Centers for Medicare & Medicaid Services (CMS) Administrator Seema Verma announced at last night’s Trump Administration COVID-19 Task Force press conference that CMS will release an initial $30 billion distribution from the $100 billion health care provider relief fund in the CARES Act.

It is expected that every Medicare provider will receive a distribution from the $30 billion pool based on its proportionate share of Medicare fee-for-service (FFS) payments nationally (Medicare Part A and Part B). Administrator Verma stated that providers receiving regular Medicare payments electronically would not need to apply and would receive funding automatically either later this week or early next week. Providers that do not receive their Medicare payments electronically would need to complete a simple application form. No details on this process have been released.

This distribution methodology is woefully insufficient to address the financial challenges facing hospitals at this time, especially those located in “hot spot” areas such as the New York City region.
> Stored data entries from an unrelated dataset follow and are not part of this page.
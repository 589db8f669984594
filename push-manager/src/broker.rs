//! Broker client contract.
//!
//! The broker client performs the network calls against a push broker. The
//! manager only sees it through these traits; transport details (HTTP, auth
//! headers, timeouts) belong to the implementation.

use std::sync::Arc;

use async_trait::async_trait;
use state_store::{ChannelId, UserAgent};

/// Errors from broker client implementations.
#[derive(Debug, Clone, thiserror::Error)]
pub enum BrokerError {
    /// The broker answered with a semantic error
    #[error("Broker rejected request with status {status}: {message}")]
    Rejected {
        status: u16,
        errno: Option<u32>,
        message: String,
    },

    /// The request did not complete (connection, DNS, timeout)
    #[error("Transport error: {0}")]
    Transport(String),

    /// The client failed locally (for example, an unreadable response body)
    #[error("Local client error: {0}")]
    Local(String),
}

/// Network operations against one broker endpoint.
#[async_trait]
pub trait BrokerClient: Send + Sync {
    /// Register a new user agent for a device token.
    async fn register_user_agent(&self, token: &str) -> Result<UserAgent, BrokerError>;

    /// Refresh an existing user agent registration with a (possibly new) token.
    async fn reregister_user_agent(
        &self,
        user_agent: &UserAgent,
        token: &str,
    ) -> Result<(), BrokerError>;

    /// Register a channel and return the endpoint application servers push to.
    async fn subscribe_channel(
        &self,
        user_agent: &UserAgent,
        channel_id: &ChannelId,
        app_server_key: Option<&str>,
    ) -> Result<String, BrokerError>;

    /// Remove a channel registration.
    async fn unsubscribe_channel(
        &self,
        user_agent: &UserAgent,
        channel_id: &ChannelId,
    ) -> Result<(), BrokerError>;
}

/// Creates broker clients for configured endpoints.
pub trait BrokerClientFactory: Send + Sync {
    fn client(&self, endpoint: &str, debug: bool) -> Arc<dyn BrokerClient>;
}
It also disadvantages providers in regions with high Medicare Advantage penetration (because they are only using Medicare FFS payments), as well as providers treating high proportions of Medicaid beneficiaries. GNYHA is modeling the distribution to understand how the funding might be allocated.

The Trump Administration has signaled that it will provide future rounds of funding. While policies for future distribution are still being developed, GNYHA understands that funding would target COVID-19 “hot spots” and address provider types not addressed in the first round, such as children’s hospitals and nursing homes. The Administration has also stated that it will use some of the $100 billion fund to reimburse COVID-19 care provided to the uninsured.

GNYHA sent a letter to Health and Human Services Secretary Alex Azar earlier this week highlighting the need to prioritize funding to providers in “hot spot” areas to address the massive expenses related to health care “surge” activities, treating COVID-19 patients, and lost revenues. Our proposal includes a methodology for identifying and funding “hot spot” areas and overcomes the three major weaknesses that we have identified with the Trump Administration’s approach. GNYHA will continue to advocate both with the Administration and in Congress for additional funding to address these financial challenges.

We are in near-daily contact with Senate Democratic Leader Chuck Schumer as we try to remedy this allocation problem. I am grateful to Senator Schumer for continuing to fiercely push for more Federal funding for hospitals as they respond to COVID-19.

GNYHA has also developed a comprehensive resource of the various financial assistance opportunities for hospitals impacted by COVID-19.

We will continue to provide updates as further information becomes available.